Eisen's inferred position is, of course, pure folly. The idea that one can simply stick his head in the sand and avoid problems by ignoring them is so ridiculous that the average 6 year old has little trouble understanding the concept. Merkel’s comments are exactly the type that should be made. The most important function of markets is their ability to convey information, through pricing, in the fastest and most efficient manner known (and, indeed, possible). By lying, extending and pretending, and kicking the can, prices do not drop to where they must. This leads to poor decisions based on incorrect information. In a truly freed society, this resolves itself easily and of its own accord, as issues of sovereign debt would not exist. Sovereign debt is far different than any other type of debt, since other borrowers do not have the option of throwing millions of people in cages if they refuse to surrender money to the borrower. Additionally, other borrowers do not have the ability to counterfeit money to pay off these debts (although individual EU member States do not have this option either).
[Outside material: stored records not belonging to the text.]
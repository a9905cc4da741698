//! Embedded schema migrations.
//!
//! Each migration is a SQL file compiled into the binary and identified by
//! its file stem. Applied names are recorded in `_inkwell_migrations`. A
//! database that records a name this build does not ship was migrated by a
//! newer Inkwell and is refused rather than silently downgraded.

use std::collections::BTreeSet;

use rusqlite::{Connection, Transaction, TransactionBehavior};
use thiserror::Error;

struct Migration {
    name: &'static str,
    sql: &'static str,
}

/// Schema history, oldest first. Append only.
const MIGRATIONS: &[Migration] = &[
    Migration {
        name: "001_categories",
        sql: include_str!("migrations/001_categories.sql"),
    },
    Migration {
        name: "002_posts",
        sql: include_str!("migrations/002_posts.sql"),
    },
];

const TRACKING_TABLE: &str = "CREATE TABLE IF NOT EXISTS _inkwell_migrations (
    id INTEGER PRIMARY KEY AUTOINCREMENT,
    name TEXT NOT NULL UNIQUE,
    applied_at TEXT NOT NULL DEFAULT (datetime('now'))
);";

/// Errors that can occur while migrating the schema.
#[derive(Debug, Error)]
pub enum MigrationError {
    /// The tracking table could not be created.
    #[error("failed to create migration tracking table: {0}")]
    Bootstrap(rusqlite::Error),

    /// The set of applied migrations could not be read.
    #[error("failed to check migration state: {0}")]
    StateQuery(rusqlite::Error),

    /// The database records a migration this build does not know.
    #[error("database was migrated by a newer version (unknown migration '{0}')")]
    UnknownApplied(String),

    /// A migration's SQL or its tracking row failed; nothing of it was kept.
    #[error("migration '{name}' failed: {source}")]
    ExecutionFailed {
        name: String,
        source: rusqlite::Error,
    },
}

/// Applies every pending migration and returns how many ran.
///
/// # Errors
///
/// Returns `MigrationError` if the tracking state cannot be read, the
/// database is ahead of this build, or a migration fails.
pub fn run_migrations(conn: &Connection) -> Result<usize, MigrationError> {
    run_migrations_from_list(conn, MIGRATIONS)
}

fn run_migrations_from_list(
    conn: &Connection,
    migrations: &[Migration],
) -> Result<usize, MigrationError> {
    conn.execute_batch(TRACKING_TABLE)
        .map_err(MigrationError::Bootstrap)?;

    let applied = applied_names(conn)?;
    if let Some(unknown) = applied
        .iter()
        .find(|name| !migrations.iter().any(|m| m.name == name.as_str()))
    {
        return Err(MigrationError::UnknownApplied(unknown.clone()));
    }

    let mut count = 0;
    for migration in migrations {
        if applied.contains(migration.name) {
            tracing::debug!(migration = migration.name, "migration already applied");
            continue;
        }
        apply(conn, migration)?;
        count += 1;
    }

    Ok(count)
}

fn applied_names(conn: &Connection) -> Result<BTreeSet<String>, MigrationError> {
    let mut stmt = conn
        .prepare("SELECT name FROM _inkwell_migrations")
        .map_err(MigrationError::StateQuery)?;
    let names = stmt
        .query_map([], |row| row.get::<_, String>(0))
        .and_then(|rows| rows.collect::<rusqlite::Result<BTreeSet<_>>>())
        .map_err(MigrationError::StateQuery)?;
    Ok(names)
}

fn apply(conn: &Connection, migration: &Migration) -> Result<(), MigrationError> {
    tracing::info!(migration = migration.name, "applying migration");

    let failed = |source: rusqlite::Error| MigrationError::ExecutionFailed {
        name: migration.name.to_string(),
        source,
    };

    let tx = Transaction::new_unchecked(conn, TransactionBehavior::Immediate).map_err(failed)?;
    tx.execute_batch(migration.sql).map_err(failed)?;
    tx.execute(
        "INSERT INTO _inkwell_migrations (name) VALUES (?1)",
        [migration.name],
    )
    .map_err(failed)?;
    tx.commit().map_err(failed)
}

#[cfg(test)]
mod tests {
    use super::*;

    fn fresh() -> Connection {
        let conn = Connection::open_in_memory().expect("should open in-memory db");
        conn.execute_batch("PRAGMA foreign_keys = ON;")
            .expect("should enable foreign keys");
        conn
    }

    fn table_exists(conn: &Connection, table: &str) -> bool {
        conn.query_row(
            "SELECT EXISTS(SELECT 1 FROM sqlite_master WHERE type = 'table' AND name = ?1)",
            [table],
            |row| row.get(0),
        )
        .expect("should query sqlite_master")
    }

    #[test]
    fn applies_all_then_nothing() {
        let conn = fresh();
        assert_eq!(run_migrations(&conn).expect("first run"), MIGRATIONS.len());
        assert_eq!(run_migrations(&conn).expect("second run"), 0);

        let recorded = applied_names(&conn).expect("should read applied names");
        let expected: BTreeSet<String> = MIGRATIONS.iter().map(|m| m.name.to_string()).collect();
        assert_eq!(recorded, expected);
    }

    #[test]
    fn creates_blog_tables() {
        let conn = fresh();
        run_migrations(&conn).expect("migrations should succeed");

        assert!(table_exists(&conn, "categories"));
        assert!(table_exists(&conn, "posts"));
    }

    #[test]
    fn applies_only_the_pending_tail() {
        let conn = fresh();
        assert_eq!(
            run_migrations_from_list(&conn, &MIGRATIONS[..1]).expect("partial run"),
            1
        );
        assert!(!table_exists(&conn, "posts"));

        assert_eq!(run_migrations(&conn).expect("full run"), 1);
        assert!(table_exists(&conn, "posts"));
    }

    #[test]
    fn refuses_database_from_newer_build() {
        let conn = fresh();
        run_migrations(&conn).expect("migrations should succeed");
        conn.execute(
            "INSERT INTO _inkwell_migrations (name) VALUES ('003_post_tags')",
            [],
        )
        .expect("should record a future migration");

        match run_migrations(&conn) {
            Err(MigrationError::UnknownApplied(name)) => assert_eq!(name, "003_post_tags"),
            other => panic!("unexpected result: {other:?}"),
        }
    }

    #[test]
    fn category_names_are_unique() {
        let conn = fresh();
        run_migrations(&conn).expect("migrations should succeed");

        conn.execute("INSERT INTO categories (name) VALUES ('Tech')", [])
            .expect("first insert should succeed");
        let err = conn
            .execute("INSERT INTO categories (name) VALUES ('Tech')", [])
            .expect_err("duplicate name should be rejected");
        assert!(
            matches!(
                err,
                rusqlite::Error::SqliteFailure(ref e, _)
                    if e.code == rusqlite::ffi::ErrorCode::ConstraintViolation
            ),
            "unexpected error: {err:?}"
        );
    }

    #[test]
    fn posts_require_existing_category() {
        let conn = fresh();
        run_migrations(&conn).expect("migrations should succeed");

        let result = conn.execute(
            "INSERT INTO posts (title, description, category_id, created_at)
             VALUES ('A', 'd', 42, '2024-01-01T00:00:00Z')",
            [],
        );
        assert!(result.is_err(), "dangling category_id should be rejected");
    }

    #[test]
    fn failed_migration_leaves_no_schema_behind() {
        let conn = fresh();
        let broken = [Migration {
            name: "001_half_written",
            sql: "
                CREATE TABLE half_written (id INTEGER PRIMARY KEY);
                INSERT INTO missing_table VALUES (1);
            ",
        }];

        match run_migrations_from_list(&conn, &broken) {
            Err(MigrationError::ExecutionFailed { name, .. }) => {
                assert_eq!(name, "001_half_written")
            }
            other => panic!("unexpected result: {other:?}"),
        }

        assert!(!table_exists(&conn, "half_written"));
        assert!(applied_names(&conn).expect("should read").is_empty());
    }
}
No, in a freed market, the only option for a borrower who cannot repay its debts is default and bankruptcy. In the current world in which we live, however, governments no longer default. They bailout banks and bondholders, they bailout member States, they steal through taxation, they counterfeit money by printing at will, with nothing of value behind it. These “solutions” are always at the tips of their fingers and, therefore, they always believe that if they can just have a little bit more time, the situation will resolve itself. “If we could just get people spending again!” … one is left with no savers, ergo no investors, ergo no way to create new businesses or expand current businesses, ergo no way to produce jobs, ergo no way to truly recover. Economies do not grow on hopes and dreams, they grow on investments made with the aid of free-flowing, unencumbered information.

But it’s OK – keep up the lies distorting the true economic reality. Keep perpetuating the biggest Ponzi scheme ever devised.

1 comment:

  1. "How on earth can a politician telling the truth be a bad thing?"

    This got me thinking: should we assess this statement from the standpoint of institutional design or from the standpoint of pragmatic administration? In other words, should we assess the truthfulness of politicians with an eye towards systematic consequences or on a case-by-case basis? I can easily think of hypothetical situations where it is a "good" thing for politicians to fudge the truth (e.g., probabilistic chance that awful event X happens, and the only possibility of preventing event X is if the general population remains calm and orderly).

    But with that in mind, who is to decide when this strategy is appropriate? What constitutes an event "awful," etc.? Do we design institutions such that the decision-makers themselves are to use judgment in deciding when it is appropriate to lie and when it is not? Or can we design some other mechanism?

    Within democratic theory (this from another perspective and regarding somewhat different issues), to what extent do voters say "you are my representative and I trust you to know when to lie to me"? Seems kind of odd.